Мы сегодня читаем по кругу стихи,

Вспоминая осеннюю вьюгу

Там, где листья легки, — там, где парки тихи,

Там, где осень — поэтов подруга.

Есть какое-то хрупкое таинство встреч

И особость душевного склада.

И сияет над нами высокая речь

Золотистым огнём листопада.

Разлетимся потом по воздушным путям,

Но не вместе, а поодиночке.

Будут волны шуметь, будет море роптать,

Голоса заглушая и строчки.

И мгновенно очнувшись от радужных снов,

Сердце ровно, как прежде, забьётся.

И хрустальная башня любимых стихов

На осколки стекла разобьётся.

* * *

Должна была погибнуть или нет литературная Атлантида Бог весть. При моей жизни в ней, даже и в наставшую гласность, мою книгу об искалеченных детях и диктаторе не напечатали. И самого меня ждала жестокая смерть от удушья. Но дано было спасенье отлёт в Германию. И уже в ней издали на немецком языке «Дайте руку королю», вскоре маленький роман перевели на английский. В России он так и не вышел. На Западе я написал много разного, и всё это опубликовано. О Кишинёве хорошо вспоминать, живя в Берлине и зная, что никто и ничто не заставит тебя вернуться.
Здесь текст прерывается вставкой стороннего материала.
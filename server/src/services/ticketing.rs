//! Order placement, ticket issuance and door scanning.

use std::sync::Arc;

use chrono::Utc;
use rust_decimal::Decimal;
use tracing::{info, warn};
use uuid::Uuid;

use super::qr::QrSigner;
use crate::models::ticket::TICKET_ALREADY_SCANNED;
use crate::models::{NewOrder, NewTicket, Order, OrderWithTickets, Ticket, TicketValidation};
use crate::store::{OrderCancellation, Store};
use crate::utils::{AppError, AppResult};

pub const MAX_TICKETS_PER_ORDER: i32 = 10;

#[derive(Clone)]
pub struct TicketingService {
    store: Arc<dyn Store>,
    signer: QrSigner,
}

impl TicketingService {
    pub fn new(store: Arc<dyn Store>, signer: QrSigner) -> Self {
        Self { store, signer }
    }

    pub fn signer(&self) -> &QrSigner {
        &self.signer
    }

    /// Never fails for an unknown number; that is reported as `valid: false`.
    pub async fn validate(&self, ticket_number: &str) -> AppResult<TicketValidation> {
        let ticket = self.store.find_ticket_by_number(ticket_number).await?;
        Ok(TicketValidation::of(ticket.as_ref()))
    }

    /// Accepts either the ticket's UUID or its ticket number.
    async fn resolve(&self, identifier: &str) -> AppResult<Option<Ticket>> {
        match Uuid::parse_str(identifier) {
            Ok(id) => self.store.find_ticket(id).await,
            Err(_) => self.store.find_ticket_by_number(identifier).await,
        }
    }

    pub async fn scan(&self, identifier: &str, scanned_by: Uuid) -> AppResult<Ticket> {
        let ticket = self
            .resolve(identifier)
            .await?
            .ok_or_else(|| AppError::NotFound(format!("Ticket '{identifier}' not found")))?;

        let validation = TicketValidation::of(Some(&ticket));
        if let Some(reason) = validation.error {
            warn!(ticket_number = %ticket.ticket_number, %reason, "Scan rejected");
            return Err(AppError::Conflict(reason));
        }

        match self
            .store
            .mark_ticket_scanned(ticket.id, scanned_by, Utc::now())
            .await?
        {
            Some(scanned) => {
                info!(
                    ticket_number = %scanned.ticket_number,
                    %scanned_by,
                    "Ticket scanned"
                );
                Ok(scanned)
            }
            None => {
                let reason = self.rejection_after_race(ticket.id).await?;
                warn!(ticket_number = %ticket.ticket_number, %reason, "Lost scan race");
                Err(AppError::Conflict(reason))
            }
        }
    }

    /// Someone else moved the ticket out of `issued` first; describe its new state.
    async fn rejection_after_race(&self, ticket_id: Uuid) -> AppResult<String> {
        let current = self.store.find_ticket(ticket_id).await?;
        Ok(TicketValidation::of(current.as_ref())
            .error
            .unwrap_or_else(|| TICKET_ALREADY_SCANNED.to_string()))
    }

    pub async fn scan_qr(&self, payload: &str, scanned_by: Uuid) -> AppResult<Ticket> {
        let claims = self
            .signer
            .verify(payload)
            .map_err(|e| AppError::ValidationError(e.to_string()))?;
        self.scan(&claims.ticket_number, scanned_by).await
    }

    pub async fn place_order(
        &self,
        user_id: Uuid,
        showtime_id: Uuid,
        quantity: i32,
    ) -> AppResult<OrderWithTickets> {
        if !(1..=MAX_TICKETS_PER_ORDER).contains(&quantity) {
            return Err(AppError::ValidationError(format!(
                "quantity must be between 1 and {MAX_TICKETS_PER_ORDER}"
            )));
        }

        let showtime = self
            .store
            .find_showtime(showtime_id)
            .await?
            .ok_or_else(|| AppError::NotFound(format!("Showtime '{showtime_id}' not found")))?;

        let order_number = Order::generate_number(Utc::now());
        let tickets: Vec<NewTicket> = (0..quantity)
            .map(|_| {
                let ticket_number = Ticket::generate_number();
                NewTicket {
                    id: Uuid::new_v4(),
                    qr_payload: self.signer.sign(&ticket_number, &order_number),
                    ticket_number,
                }
            })
            .collect();

        let order = NewOrder {
            id: Uuid::new_v4(),
            order_number,
            user_id,
            showtime_id,
            quantity,
            total_amount: showtime.price * Decimal::from(quantity),
            currency: showtime.currency,
        };

        let placed = self.store.create_order(order, tickets).await?;
        info!(
            order_number = %placed.order.order_number,
            %user_id,
            quantity,
            "Order placed"
        );
        Ok(placed)
    }

    /// QR payloads are only returned to the purchaser.
    pub async fn get_order(
        &self,
        order_number: &str,
        viewer: Option<Uuid>,
    ) -> AppResult<OrderWithTickets> {
        let order = self
            .store
            .find_order_by_number(order_number)
            .await?
            .ok_or_else(|| AppError::NotFound(format!("Order '{order_number}' not found")))?;
        let tickets = self.store.tickets_for_order(order.id).await?;
        let mut found = OrderWithTickets { order, tickets };
        if viewer != Some(found.order.user_id) {
            found.redact_qr_payloads();
        }
        Ok(found)
    }

    /// Only the purchaser may cancel.
    pub async fn cancel_order(
        &self,
        order_number: &str,
        caller: Uuid,
    ) -> AppResult<OrderWithTickets> {
        let order = self
            .store
            .find_order_by_number(order_number)
            .await?
            .ok_or_else(|| AppError::NotFound(format!("Order '{order_number}' not found")))?;
        if order.user_id != caller {
            return Err(AppError::Forbidden(
                "Only the purchaser can cancel this order".to_string(),
            ));
        }

        match self.store.cancel_order(order.id).await? {
            OrderCancellation::Cancelled(cancelled) => {
                info!(%order_number, "Order cancelled");
                Ok(cancelled)
            }
            OrderCancellation::NotFound => Err(AppError::NotFound(format!(
                "Order '{order_number}' not found"
            ))),
            OrderCancellation::AlreadyCancelled => Err(AppError::Conflict(
                "Order is already cancelled".to_string(),
            )),
            OrderCancellation::HasScannedTickets => Err(AppError::Conflict(
                "Order has scanned tickets and cannot be cancelled".to_string(),
            )),
        }
    }
}

#[cfg(test)]
mod tests {
    use super::*;
    use crate::models::ticket::{TICKET_CANCELLED, TICKET_NOT_FOUND};
    use crate::models::TicketStatus;
    use crate::seed;
    use crate::store::MemoryStore;

    async fn service() -> (TicketingService, Uuid) {
        let store = Arc::new(MemoryStore::new());
        seed::run(&*store).await.unwrap();
        let work = store.featured_works().await.unwrap().remove(0);
        let showtime = store.showtimes_for_work(work.id).await.unwrap().remove(0);
        (
            TicketingService::new(store, QrSigner::new("test-qr-secret")),
            showtime.id,
        )
    }

    #[tokio::test]
    async fn test_placed_tickets_carry_verifiable_qr_payloads() {
        let (svc, showtime_id) = service().await;
        let placed = svc.place_order(Uuid::new_v4(), showtime_id, 2).await.unwrap();

        assert_eq!(placed.tickets.len(), 2);
        for ticket in &placed.tickets {
            assert!(!ticket.qr_payload.is_empty());
            let claims = svc.signer().verify(&ticket.qr_payload).unwrap();
            assert_eq!(claims.ticket_number, ticket.ticket_number);
            assert_eq!(claims.order_number, placed.order.order_number);
        }
        assert_eq!(placed.order.total_amount, Decimal::new(2500, 2));
    }

    #[tokio::test]
    async fn test_quantity_bounds() {
        let (svc, showtime_id) = service().await;
        for quantity in [0, MAX_TICKETS_PER_ORDER + 1] {
            let err = svc
                .place_order(Uuid::new_v4(), showtime_id, quantity)
                .await
                .unwrap_err();
            assert!(matches!(err, AppError::ValidationError(_)));
        }
    }

    #[tokio::test]
    async fn test_unknown_showtime_is_not_found() {
        let (svc, _) = service().await;
        let err = svc
            .place_order(Uuid::new_v4(), Uuid::new_v4(), 1)
            .await
            .unwrap_err();
        assert!(matches!(err, AppError::NotFound(_)));
    }

    #[tokio::test]
    async fn test_validate_unknown_ticket() {
        let (svc, _) = service().await;
        let result = svc.validate("TKT-0000000000").await.unwrap();
        assert!(!result.valid);
        assert_eq!(result.error.as_deref(), Some(TICKET_NOT_FOUND));
    }

    #[tokio::test]
    async fn test_second_scan_is_rejected() {
        let (svc, showtime_id) = service().await;
        let placed = svc.place_order(Uuid::new_v4(), showtime_id, 1).await.unwrap();
        let ticket = &placed.tickets[0];
        let admin = Uuid::new_v4();

        let scanned = svc.scan(&ticket.ticket_number, admin).await.unwrap();
        assert_eq!(scanned.status, TicketStatus::Scanned);
        assert_eq!(scanned.scanned_by, Some(admin));

        // Same ticket addressed by its id this time.
        let err = svc.scan(&ticket.id.to_string(), admin).await.unwrap_err();
        assert!(matches!(err, AppError::Conflict(ref m) if m == TICKET_ALREADY_SCANNED));

        let validation = svc.validate(&ticket.ticket_number).await.unwrap();
        assert!(!validation.valid);
    }

    #[tokio::test]
    async fn test_concurrent_scans_admit_exactly_one() {
        let (svc, showtime_id) = service().await;
        let placed = svc.place_order(Uuid::new_v4(), showtime_id, 1).await.unwrap();
        let number = placed.tickets[0].ticket_number.clone();

        let handles: Vec<_> = (0..8)
            .map(|_| {
                let svc = svc.clone();
                let number = number.clone();
                tokio::spawn(async move { svc.scan(&number, Uuid::new_v4()).await })
            })
            .collect();

        let mut admitted = 0;
        for handle in handles {
            if handle.await.unwrap().is_ok() {
                admitted += 1;
            }
        }
        assert_eq!(admitted, 1);
    }

    #[tokio::test]
    async fn test_race_rejection_reports_current_state() {
        let (svc, showtime_id) = service().await;
        let buyer = Uuid::new_v4();
        let placed = svc.place_order(buyer, showtime_id, 2).await.unwrap();
        let scanned = &placed.tickets[0];
        svc.scan(&scanned.ticket_number, Uuid::new_v4()).await.unwrap();
        assert_eq!(
            svc.rejection_after_race(scanned.id).await.unwrap(),
            TICKET_ALREADY_SCANNED
        );

        let other = svc.place_order(buyer, showtime_id, 1).await.unwrap();
        svc.cancel_order(&other.order.order_number, buyer).await.unwrap();
        assert_eq!(
            svc.rejection_after_race(other.tickets[0].id).await.unwrap(),
            TICKET_CANCELLED
        );
    }

    #[tokio::test]
    async fn test_scan_qr_checks_signature() {
        let (svc, showtime_id) = service().await;
        let placed = svc.place_order(Uuid::new_v4(), showtime_id, 1).await.unwrap();

        let forged = QrSigner::new("someone-else").sign(&placed.tickets[0].ticket_number, "ORD-X");
        let err = svc.scan_qr(&forged, Uuid::new_v4()).await.unwrap_err();
        assert!(matches!(err, AppError::ValidationError(_)));

        let scanned = svc
            .scan_qr(&placed.tickets[0].qr_payload, Uuid::new_v4())
            .await
            .unwrap();
        assert_eq!(scanned.id, placed.tickets[0].id);
    }

    #[tokio::test]
    async fn test_cancel_order_rules() {
        let (svc, showtime_id) = service().await;
        let buyer = Uuid::new_v4();
        let placed = svc.place_order(buyer, showtime_id, 2).await.unwrap();
        let number = placed.order.order_number.clone();

        let err = svc.cancel_order(&number, Uuid::new_v4()).await.unwrap_err();
        assert!(matches!(err, AppError::Forbidden(_)));

        let cancelled = svc.cancel_order(&number, buyer).await.unwrap();
        assert!(cancelled
            .tickets
            .iter()
            .all(|t| t.status == TicketStatus::Cancelled));

        let err = svc.cancel_order(&number, buyer).await.unwrap_err();
        assert!(matches!(err, AppError::Conflict(_)));

        let err = svc
            .scan(&cancelled.tickets[0].ticket_number, Uuid::new_v4())
            .await
            .unwrap_err();
        assert!(matches!(err, AppError::Conflict(ref m) if m == TICKET_CANCELLED));
    }
}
Я написал о гогошарах и прочем. Здесь ешь их хоть по три раза в день. За полгода берлинской жизни я съел столько раблезианских яичниц, столько борщей с курицей, с уткой, с индейкой, не говоря уж о говядине, что больше не лезет, я перешёл на исключительно диетическое, начиная с креветок в лимонном соке, сорта бананов, которые едят жареными и присаливают, с каш, посыпаемых черникой, орехами кешью, дольками апельсина, ломтиками дыни, яблок, груш. О напитках заикаться излишне.